Imagine Cup 2011 Malaysia Video Submission Tips & Tricks

Closing date for Imagine Cup 2011 Malaysia Semi Finals is just around the corner, just 1 more week left. I bet every competitors now are burning midnight oil to complete develop as much as possible on their system in order for them to show case in their video demo. While busy developing the system, competitors might want to start writing their proposal and thinking a script or scenarios for their system video demo.

Today I want to share my personal experience (team experience too) on creating video demo for Imagine Cup video demo submission. This is my personal point of view and it is NOT related with any Malaysia final round selection guide or what so ever. I would said, take it as a reference only.

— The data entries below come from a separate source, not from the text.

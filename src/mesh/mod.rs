//! Core mesh data structures.
//!
//! This module provides the tetrahedral volume mesh and the collaborators the
//! refinement needs around it.
//!
//! # Overview
//!
//! The primary type is [`TetMesh`], an append-only arena of nodes and
//! tetrahedral elements with one scalar field value per element ("constant
//! per element" data). Node and element indices are plain `usize` values
//! assigned at insertion.
//!
//! Around it:
//! - [`build_tet_mesh`], [`build_from_cells`] and [`build_box_mesh`] construct
//!   validated meshes
//! - [`BoundarySurface`] extracts the outer surface and answers closest-node queries
//! - [`join`] welds coincident nodes and drops duplicate elements
//!
//! # Construction
//!
//! ```
//! use tetrefine::mesh::{build_tet_mesh, TetMesh};
//! use nalgebra::Point3;
//!
//! let vertices = vec![
//!     Point3::new(0.0, 0.0, 0.0),
//!     Point3::new(1.0, 0.0, 0.0),
//!     Point3::new(0.0, 1.0, 0.0),
//!     Point3::new(0.0, 0.0, 1.0),
//! ];
//! let mesh: TetMesh = build_tet_mesh(&vertices, &[[0, 1, 2, 3]], &[0.0]).unwrap();
//! assert!(mesh.signed_volume(0) > 0.0);
//! ```

mod boundary;
mod builder;
mod merge;
mod tetmesh;

pub use boundary::BoundarySurface;
pub use builder::{build_box_mesh, build_from_cells, build_tet_mesh, BoxSpec};
pub use merge::{join, MergeStats, DEFAULT_MERGE_TOLERANCE};
pub use tetmesh::{TetMesh, TET_EDGES, TET_FACES};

  • Come out a script or scenarios for the system demo. Competitors might want come out a script on what to present and what to say in the video before start recording. This can help to avoid forgetting or missing some important element when recording. (When start recording, everyone will get panic).
  • Record in multiple smaller part and compile into one later. It is easier to record part by part first because you might not want to record everything all over again when something when wrong (such as system crash, mispronounce, interruption, messenger popping out!). Combine into one after finish record each part. Please don’t submit multiple part, because it is irritating and judges might miss one or two video clip (they have ton of video watch you know).
  • Record in well-known video format (such as AVI or WMV). I highly suggested record your video into avi or wmv format which able to play directly using Windows Media Player or any other common available video player. I guess no one wish to get disqualified because of their video fail to view by judges.
  • Narrative / Voice over on video demo. Having a sweet voice explaining the system and problem definitely is a plus point. Not recommend to use computer voice narrator, because the voice is irritating to listen for 15 minutes long. Not recommend to use subtitle only to replace the voice because judges will be too busy reading the subtitles and cannot concentrate on the system demo, but you can have both if you want and free. Highly not recommend to submit a video without any voice or subtitle explanation, audience cannot read competitors’ mind!
  • Be creative, but not over creative. Add some creativity into the video demo to attract the attention of judges. Competitors might want to come out a story line for video demo to make the video more lively. Some animation or effect will be good to have, but don’t take too much time on that, because it is not the main presentation point. Don’t create a video with super visual effect and rocking background music, it make the judges dizzy only.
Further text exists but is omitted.